A conjuntura de crises encontra-se novamente em curso, em decorrência do neoliberalismo
agressivo e dos ressentimentos decorrentes das promessas frustradas de melhoria das condições de
vida pelo progresso tecnológico e globalização.
A descrença no Estado, na política e na democracia ressurgem em diversos países, como se
vê nas atuais disputas eleitorais, nas campanhas do “nós e eles”, na disseminação de fake news, no
retorno dos discursos nacionalistas e populistas, agora controlados por algoritmos e disseminados
pela tecnologia da informação.
Se as crises são inevitáveis, assim como a criação da figura do “inimigo”, cumpre ao Direito
resistir de forma mais contundente do que o fez em Weimar.

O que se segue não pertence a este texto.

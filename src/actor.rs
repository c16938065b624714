//! On-chain action execution.
//!
//! The actor is the only component that submits protective transactions.
//! It reconciles every intent against the last observed contract state
//! (an intent whose target state already holds is a successful no-op),
//! treats "already paused / already blocked" reverts as success, and is
//! fed through a depth-1 coalescing slot so at most one action is ever in
//! flight.

use std::{
    sync::{Arc, Mutex, RwLock},
    time::Duration,
};

use alloy_primitives::B256;
use tokio::sync::{watch, Notify};
use tokio::time::Instant;
use tracing::{error, info, warn};

use crate::{
    chain::{ChainStateView, ProtocolClient},
    decider::{ActionKind, Intent},
    events::EventPayload,
    restore::RestoreScheduler,
    store::EventStore,
    types::{BlockNumber, CycleIndex},
};

/// Upper bound on finishing an in-flight action during shutdown.
const SHUTDOWN_DRAIN_TIMEOUT: Duration = Duration::from_secs(30);

/// Outcome of executing one intent.
#[derive(Debug, Clone)]
pub struct ActionRecord {
    pub intent: Intent,
    pub success: bool,
    pub tx_hash: Option<B256>,
    pub reason: Option<String>,
    pub block: Option<BlockNumber>,
    pub duration: Duration,
}

/// Shared cache of the pause/block flags, refreshed by the observer each
/// tick and optimistically advanced after successful actions.
#[derive(Default)]
pub struct StateCache {
    inner: RwLock<ChainStateView>,
}

impl StateCache {
    pub fn get(&self) -> ChainStateView {
        *self.inner.read().expect("state cache poisoned")
    }

    pub fn set(&self, view: ChainStateView) {
        *self.inner.write().expect("state cache poisoned") = view;
    }

    fn apply(&self, action: ActionKind) {
        let mut view = self.inner.write().expect("state cache poisoned");
        match action {
            ActionKind::PauseAmm => view.amm_paused = true,
            ActionKind::BlockLiquidations => view.liquidations_blocked = true,
            ActionKind::PauseVault => view.vault_paused = true,
            ActionKind::None | ActionKind::Restore => {}
        }
    }
}

/// An intent queued for the worker, tagged with its originating cycle.
#[derive(Debug, Clone)]
pub struct PendingIntent {
    pub intent: Intent,
    pub cycle: CycleIndex,
    pub block: BlockNumber,
}

/// Depth-1 coalescing queue between the agent loop and the actor worker.
///
/// A new intent replaces a pending one of equal or lower severity and is
/// dropped when something more severe is already waiting.
pub struct IntentSlot {
    pending: Mutex<Option<PendingIntent>>,
    notify: Notify,
}

impl IntentSlot {
    pub fn new() -> Self {
        Self {
            pending: Mutex::new(None),
            notify: Notify::new(),
        }
    }

    /// Offers an intent; returns false when a more severe intent is
    /// already pending.
    pub fn offer(&self, candidate: PendingIntent) -> bool {
        let mut slot = self.pending.lock().expect("intent slot poisoned");
        if let Some(pending) = slot.as_ref() {
            if pending.intent.action.severity() > candidate.intent.action.severity() {
                warn!(
                    pending = %pending.intent.action,
                    dropped = %candidate.intent.action,
                    "more severe intent already queued; dropping"
                );
                return false;
            }
        }
        *slot = Some(candidate);
        drop(slot);
        self.notify.notify_one();
        true
    }

    pub fn take(&self) -> Option<PendingIntent> {
        self.pending.lock().expect("intent slot poisoned").take()
    }

    pub async fn notified(&self) {
        self.notify.notified().await;
    }
}

impl Default for IntentSlot {
    fn default() -> Self {
        Self::new()
    }
}

/// Executes intents against the chain.
pub struct Actor {
    chain: Arc<dyn ProtocolClient>,
}

impl Actor {
    pub fn new(chain: Arc<dyn ProtocolClient>) -> Self {
        Self { chain }
    }

    /// Executes one intent, reconciling with `state` first.
    pub async fn execute(&self, intent: &Intent, state: &ChainStateView) -> ActionRecord {
        let started = Instant::now();

        if let Some(reason) = redundant_reason(intent.action, state) {
            info!(action = %intent.action, "skipping redundant action: {reason}");
            return ActionRecord {
                intent: intent.clone(),
                success: true,
                tx_hash: None,
                reason: Some(reason.to_string()),
                block: None,
                duration: started.elapsed(),
            };
        }

        let submitted = match intent.action {
            ActionKind::PauseAmm => self.chain.pause_amm().await,
            ActionKind::BlockLiquidations => self.chain.block_liquidations().await,
            ActionKind::PauseVault => self.chain.pause_vault(&intent.rationale).await,
            ActionKind::None | ActionKind::Restore => {
                return ActionRecord {
                    intent: intent.clone(),
                    success: true,
                    tx_hash: None,
                    reason: Some("nothing to execute".to_string()),
                    block: None,
                    duration: started.elapsed(),
                }
            }
        };

        match submitted {
            Ok(outcome) => {
                info!(
                    action = %intent.action,
                    tx = %outcome.hash,
                    block = ?outcome.block,
                    "protective action confirmed"
                );
                ActionRecord {
                    intent: intent.clone(),
                    success: true,
                    tx_hash: Some(outcome.hash),
                    reason: None,
                    block: outcome.block.map(BlockNumber::new),
                    duration: started.elapsed(),
                }
            }
            Err(err) if !err.is_transient() && is_already_in_state(err.message()) => {
                // The contract told us the target state already holds.
                info!(action = %intent.action, "action redundant on chain: {err}");
                ActionRecord {
                    intent: intent.clone(),
                    success: true,
                    tx_hash: None,
                    reason: Some(err.message().to_string()),
                    block: None,
                    duration: started.elapsed(),
                }
            }
            Err(err) => {
                error!(action = %intent.action, "protective action failed: {err}");
                ActionRecord {
                    intent: intent.clone(),
                    success: false,
                    tx_hash: None,
                    reason: Some(err.to_string()),
                    block: None,
                    duration: started.elapsed(),
                }
            }
        }
    }
}

fn redundant_reason(action: ActionKind, state: &ChainStateView) -> Option<&'static str> {
    let redundant = match action {
        ActionKind::PauseAmm => state.amm_paused,
        ActionKind::BlockLiquidations => state.liquidations_blocked,
        ActionKind::PauseVault => state.vault_paused,
        ActionKind::None | ActionKind::Restore => false,
    };
    redundant.then_some("already in target state")
}

fn is_already_in_state(revert: &str) -> bool {
    let lowered = revert.to_ascii_lowercase();
    lowered.contains("already paused")
        || lowered.contains("already blocked")
        || lowered.contains("pausable: paused")
}

/// Serial worker draining the intent slot.
pub struct ActionWorker {
    slot: Arc<IntentSlot>,
    actor: Actor,
    state: Arc<StateCache>,
    store: Arc<EventStore>,
    restore: Arc<RestoreScheduler>,
}

impl ActionWorker {
    pub fn new(
        slot: Arc<IntentSlot>,
        actor: Actor,
        state: Arc<StateCache>,
        store: Arc<EventStore>,
        restore: Arc<RestoreScheduler>,
    ) -> Self {
        Self {
            slot,
            actor,
            state,
            store,
            restore,
        }
    }

    /// Runs until shutdown, then drains at most one pending intent with a
    /// bounded wait.
    pub async fn run(self, mut shutdown: watch::Receiver<bool>) {
        loop {
            tokio::select! {
                _ = self.slot.notified() => {
                    while self.process_next().await.is_some() {}
                }
                result = shutdown.changed() => {
                    if result.is_err() || *shutdown.borrow() {
                        break;
                    }
                }
            }
        }
        if let Err(_elapsed) =
            tokio::time::timeout(SHUTDOWN_DRAIN_TIMEOUT, async {
                while self.process_next().await.is_some() {}
            })
            .await
        {
            warn!("actor shutdown drain timed out");
        }
    }

    /// Takes and executes one pending intent, recording the result.
    /// Public for deterministic driving in tests.
    pub async fn process_next(&self) -> Option<ActionRecord> {
        let pending = self.slot.take()?;
        let state = self.state.get();
        let record = self.actor.execute(&pending.intent, &state).await;

        if record.success {
            self.state.apply(pending.intent.action);
        }
        let armed_restore =
            record.success && record.tx_hash.is_some() && pending.intent.action == ActionKind::PauseAmm;

        self.store.append(
            pending.cycle,
            EventPayload::Action {
                block: record.block,
                action: pending.intent.action,
                success: record.success,
                tx_hash: record.tx_hash,
                reason: record.reason.clone(),
                duration_ms: record.duration.as_millis() as u64,
            },
        );

        // Only an actual state transition schedules a restore; a
        // redundant pause means one is already pending or done.
        if armed_restore {
            self.restore.arm(pending.cycle);
        }
        Some(record)
    }
}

Além de buscar sua efetividade, de modo a que seja percebido por todos como indispensável,
é preciso que esteja atento às transformações políticas, econômicas e sociais que o circundam, para
evitar que ele (o Direito) seja transformado em instrumento de legitimação das arbitrariedades.
O estudo multidisciplinar parece-nos imprescindível à aquisição dessa consciência,
sobretudo em momentos em que o irracionalismo e o autoritarismo se avizinham novamente.